- [WHAT YOU SHOULD DO]:
The answer must consist of each line below that contains the word "descriptors", copied in full.

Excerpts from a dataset
━━━━━━
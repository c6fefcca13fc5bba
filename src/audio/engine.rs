//! Audio engine for real-time MIDI synthesis.
//!
//! Renders through a rustysynth synthesizer into a rodio output stream. The
//! stream doubles as the playback clock: every stereo frame the device pulls
//! is counted, so piece time advances exactly as fast as audio is played.

use crate::error::PlaybackError;
use crate::playback::{HardwareClock, SynthSink};
use rodio::{OutputStream, OutputStreamHandle, Source};
use rustysynth::{SoundFont, Synthesizer, SynthesizerSettings};
use std::fs::File;
use std::io::BufReader;
use std::path::Path;
use std::sync::atomic::{AtomicBool, AtomicU64, Ordering};
use std::sync::{Arc, Mutex};
use std::time::Duration;

/// Sample rate for audio synthesis (44.1 kHz standard).
pub const SAMPLE_RATE: u32 = 44100;

/// Audio buffer size for low-latency playback.
/// Smaller = lower latency but higher CPU usage.
const BUFFER_SIZE: usize = 256;

/// Shared state between the audio engine and the audio source.
/// Uses atomics for lock-free access from the audio thread.
struct SharedState {
    /// Stereo frames handed to the output device so far.
    frames: AtomicU64,
    /// Cleared once the output stream drops the source.
    alive: AtomicBool,
}

/// Audio source that generates samples from the synthesizer.
/// Implements rodio's Source trait for playback.
struct SynthSource {
    synth: Arc<Mutex<Synthesizer>>,
    state: Arc<SharedState>,
    left_buf: Vec<f32>,
    right_buf: Vec<f32>,
    buf_pos: usize,
    /// Current channel (0 = left, 1 = right).
    channel: usize,
}

impl SynthSource {
    fn new(synth: Arc<Mutex<Synthesizer>>, state: Arc<SharedState>) -> Self {
        Self {
            synth,
            state,
            left_buf: vec![0.0; BUFFER_SIZE],
            right_buf: vec![0.0; BUFFER_SIZE],
            buf_pos: BUFFER_SIZE, // Start at end to trigger first render
            channel: 0,
        }
    }
}

impl Iterator for SynthSource {
    type Item = f32;

    fn next(&mut self) -> Option<f32> {
        if self.buf_pos >= BUFFER_SIZE {
            if let Ok(mut synth) = self.synth.lock() {
                synth.render(&mut self.left_buf, &mut self.right_buf);
            } else {
                self.left_buf.fill(0.0);
                self.right_buf.fill(0.0);
            }
            self.buf_pos = 0;
        }

        // Interleave stereo samples: L, R, L, R, ...
        let sample = if self.channel == 0 {
            self.left_buf[self.buf_pos]
        } else {
            self.right_buf[self.buf_pos]
        };

        self.channel = 1 - self.channel;
        if self.channel == 0 {
            self.buf_pos += 1;
            self.state.frames.fetch_add(1, Ordering::Release);
        }

        Some(sample)
    }
}

impl Drop for SynthSource {
    fn drop(&mut self) {
        self.state.alive.store(false, Ordering::Release);
    }
}

impl Source for SynthSource {
    fn current_frame_len(&self) -> Option<usize> {
        None // Continuous stream
    }

    fn channels(&self) -> u16 {
        2 // Stereo
    }

    fn sample_rate(&self) -> u32 {
        SAMPLE_RATE
    }

    fn total_duration(&self) -> Option<Duration> {
        None // Infinite stream
    }
}

/// Loads a SoundFont and builds a synthesizer for it.
///
/// # Errors
///
/// Returns [`PlaybackError::SoundFont`] if the file cannot be opened or parsed
pub fn load_synthesizer<P: AsRef<Path>>(soundfont_path: P) -> Result<Synthesizer, PlaybackError> {
    let path = soundfont_path.as_ref();
    let mut file = BufReader::new(File::open(path).map_err(|e| {
        PlaybackError::SoundFont(format!("Failed to open {}: {}", path.display(), e))
    })?);
    let soundfont = Arc::new(
        SoundFont::new(&mut file)
            .map_err(|e| PlaybackError::SoundFont(format!("Failed to load: {:?}", e)))?,
    );

    let settings = SynthesizerSettings::new(SAMPLE_RATE as i32);
    Synthesizer::new(&soundfont, &settings)
        .map_err(|e| PlaybackError::SoundFont(format!("Failed to create synthesizer: {:?}", e)))
}

impl SynthSink for Synthesizer {
    fn trigger(&mut self, pitch: u8, channel: u8, velocity: u8) {
        self.note_on(channel as i32, pitch as i32, velocity as i32);
    }

    fn release(&mut self, pitch: u8, channel: u8) {
        self.note_off(channel as i32, pitch as i32);
    }

    fn release_all(&mut self) {
        self.note_off_all(true);
    }

    fn set_program(&mut self, channel: u8, program: u8) {
        // Program change is MIDI command 0xC0 (192)
        self.process_midi_message(channel as i32, 0xC0, program as i32, 0);
    }
}

/// The main audio engine.
///
/// Owns the output stream; dropping the engine stops audio and invalidates
/// every [`AudioClock`] taken from it.
pub struct AudioEngine {
    synth: Arc<Mutex<Synthesizer>>,
    state: Arc<SharedState>,
    /// Audio output stream (must be kept alive).
    _stream: OutputStream,
    _stream_handle: OutputStreamHandle,
}

impl AudioEngine {
    /// Creates a new audio engine with the specified SoundFont.
    ///
    /// # Errors
    ///
    /// Returns error if:
    /// - The SoundFont file cannot be read or is invalid
    /// - Audio output cannot be initialized, in which case there is no clock
    ///   to play against
    pub fn new<P: AsRef<Path>>(soundfont_path: P) -> Result<Self, PlaybackError> {
        let synth = Arc::new(Mutex::new(load_synthesizer(soundfont_path)?));

        let state = Arc::new(SharedState {
            frames: AtomicU64::new(0),
            alive: AtomicBool::new(true),
        });

        let (stream, stream_handle) = OutputStream::try_default().map_err(|e| {
            PlaybackError::ClockUnavailable(format!("Failed to open audio output: {}", e))
        })?;

        let source = SynthSource::new(Arc::clone(&synth), Arc::clone(&state));
        stream_handle.play_raw(source).map_err(|e| {
            PlaybackError::ClockUnavailable(format!("Failed to start audio playback: {}", e))
        })?;

        tracing::info!("Audio output started at {} Hz", SAMPLE_RATE);

        Ok(Self {
            synth,
            state,
            _stream: stream,
            _stream_handle: stream_handle,
        })
    }

    /// A handle for driving the synthesizer.
    pub fn handle(&self) -> SynthHandle {
        SynthHandle {
            synth: Arc::clone(&self.synth),
        }
    }

    /// A clock paced by the output device.
    pub fn clock(&self) -> AudioClock {
        AudioClock {
            state: Arc::clone(&self.state),
        }
    }
}

/// Shared access to the engine's synthesizer.
#[derive(Clone)]
pub struct SynthHandle {
    synth: Arc<Mutex<Synthesizer>>,
}

impl SynthSink for SynthHandle {
    fn trigger(&mut self, pitch: u8, channel: u8, velocity: u8) {
        if let Ok(mut synth) = self.synth.lock() {
            synth.trigger(pitch, channel, velocity);
        }
    }

    fn release(&mut self, pitch: u8, channel: u8) {
        if let Ok(mut synth) = self.synth.lock() {
            synth.release(pitch, channel);
        }
    }

    fn release_all(&mut self) {
        if let Ok(mut synth) = self.synth.lock() {
            synth.release_all();
        }
    }

    fn set_program(&mut self, channel: u8, program: u8) {
        if let Ok(mut synth) = self.synth.lock() {
            synth.set_program(channel, program);
        }
    }
}

/// Counts frames consumed by the output device.
#[derive(Clone)]
pub struct AudioClock {
    state: Arc<SharedState>,
}

impl HardwareClock for AudioClock {
    fn now(&self) -> Result<f64, PlaybackError> {
        if !self.state.alive.load(Ordering::Acquire) {
            return Err(PlaybackError::ClockUnavailable(
                "audio output stream stopped".into(),
            ));
        }
        Ok(self.state.frames.load(Ordering::Acquire) as f64 / SAMPLE_RATE as f64)
    }
}

#[cfg(test)]
mod tests {
    use super::*;

    fn shared() -> Arc<SharedState> {
        Arc::new(SharedState {
            frames: AtomicU64::new(0),
            alive: AtomicBool::new(true),
        })
    }

    #[test]
    fn test_clock_counts_frames() {
        let state = shared();
        let clock = AudioClock {
            state: Arc::clone(&state),
        };
        assert_eq!(clock.now().unwrap(), 0.0);

        state.frames.store(SAMPLE_RATE as u64 / 2, Ordering::Release);
        assert_eq!(clock.now().unwrap(), 0.5);
    }

    #[test]
    fn test_clock_fails_after_stream_ends() {
        let state = shared();
        let clock = AudioClock {
            state: Arc::clone(&state),
        };
        state.alive.store(false, Ordering::Release);
        assert!(matches!(
            clock.now(),
            Err(PlaybackError::ClockUnavailable(_))
        ));
    }

    #[test]
    fn test_missing_soundfont() {
        assert!(matches!(
            load_synthesizer("does/not/exist.sf2"),
            Err(PlaybackError::SoundFont(_))
        ));
    }
}
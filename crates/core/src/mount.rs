//! Mount descriptors and their resolution into concrete search roots.

use crate::error::{AssetscopeError, Result};
use crate::install::AppLocator;
use std::path::{Path, PathBuf};
use tracing::debug;

/// The only variable recognized in path templates.
pub const FILE_DIR_VAR: &str = "${fileDir}";

#[derive(Debug, Clone, PartialEq, Eq)]
pub enum MountSource {
    /// Literal path, may contain `${fileDir}`
    RawPathTemplate(String),
    /// Install directory of a Steam app
    InstallDiscovery { app_id: u32 },
}

#[derive(Debug, Clone, PartialEq, Eq)]
pub struct MountDescriptor {
    pub name: String,
    pub source: MountSource,
    /// Paths relative to the resolved root; empty mounts the root itself
    pub submounts: Vec<String>,
}

impl MountDescriptor {
    pub fn raw(name: impl Into<String>, template: impl Into<String>) -> Self {
        Self {
            name: name.into(),
            source: MountSource::RawPathTemplate(template.into()),
            submounts: Vec::new(),
        }
    }

    pub fn app(name: impl Into<String>, app_id: u32) -> Self {
        Self {
            name: name.into(),
            source: MountSource::InstallDiscovery { app_id },
            submounts: Vec::new(),
        }
    }

    pub fn with_submounts<S: Into<String>>(mut self, submounts: impl IntoIterator<Item = S>) -> Self {
        self.submounts = submounts.into_iter().map(Into::into).collect();
        self
    }
}

/// One concrete search root, tagged with the descriptor it came from.
#[derive(Debug, Clone, PartialEq, Eq)]
pub struct MountRoot {
    pub mount: String,
    pub path: PathBuf,
}

pub struct MountResolver<'a> {
    locator: &'a dyn AppLocator,
}

impl<'a> MountResolver<'a> {
    pub fn new(locator: &'a dyn AppLocator) -> Self {
        Self { locator }
    }

    /// Resolves every descriptor, in order, into its search roots.
    ///
    /// Fails on the first descriptor that cannot be resolved; nothing is
    /// opened on disk here, so an error leaves no backends behind.
    pub fn resolve(
        &self,
        descriptors: &[MountDescriptor],
        file_dir: &Path,
    ) -> Result<Vec<MountRoot>> {
        let mut roots = Vec::new();
        for descriptor in descriptors {
            let base = self.resolve_base(descriptor, file_dir)?;
            debug!("Mount '{}' resolved to {}", descriptor.name, base.display());

            if descriptor.submounts.is_empty() {
                roots.push(MountRoot {
                    mount: descriptor.name.clone(),
                    path: base,
                });
                continue;
            }
            for submount in &descriptor.submounts {
                roots.push(MountRoot {
                    mount: descriptor.name.clone(),
                    path: base.join(submount),
                });
            }
        }
        Ok(roots)
    }

    fn resolve_base(&self, descriptor: &MountDescriptor, file_dir: &Path) -> Result<PathBuf> {
        match &descriptor.source {
            MountSource::RawPathTemplate(template) => {
                expand_template(template, file_dir).map_err(|reason| AssetscopeError::InvalidMount {
                    mount: descriptor.name.clone(),
                    reason,
                })
            }
            MountSource::InstallDiscovery { app_id } => self
                .locator
                .locate_app(*app_id)
                .map_err(|source| AssetscopeError::AppLookup {
                    mount: descriptor.name.clone(),
                    app_id: *app_id,
                    source: Box::new(source),
                })?
                .ok_or_else(|| AssetscopeError::AppNotFound {
                    mount: descriptor.name.clone(),
                    app_id: *app_id,
                }),
        }
    }
}

fn expand_template(template: &str, file_dir: &Path) -> std::result::Result<PathBuf, String> {
    let expanded = template.replace(FILE_DIR_VAR, &file_dir.to_string_lossy());
    if let Some(start) = expanded.find("${") {
        let rest = &expanded[start..];
        let var = rest.find('}').map_or(rest, |end| &rest[..=end]);
        return Err(format!("unknown variable {var} in path \"{template}\""));
    }
    Ok(PathBuf::from(expanded))
}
━━━━━━
- [RESULT OF THE TASK]:
//! Mount descriptors and their resolution into concrete search roots.
        descriptors: &[MountDescriptor],
        for descriptor in descriptors {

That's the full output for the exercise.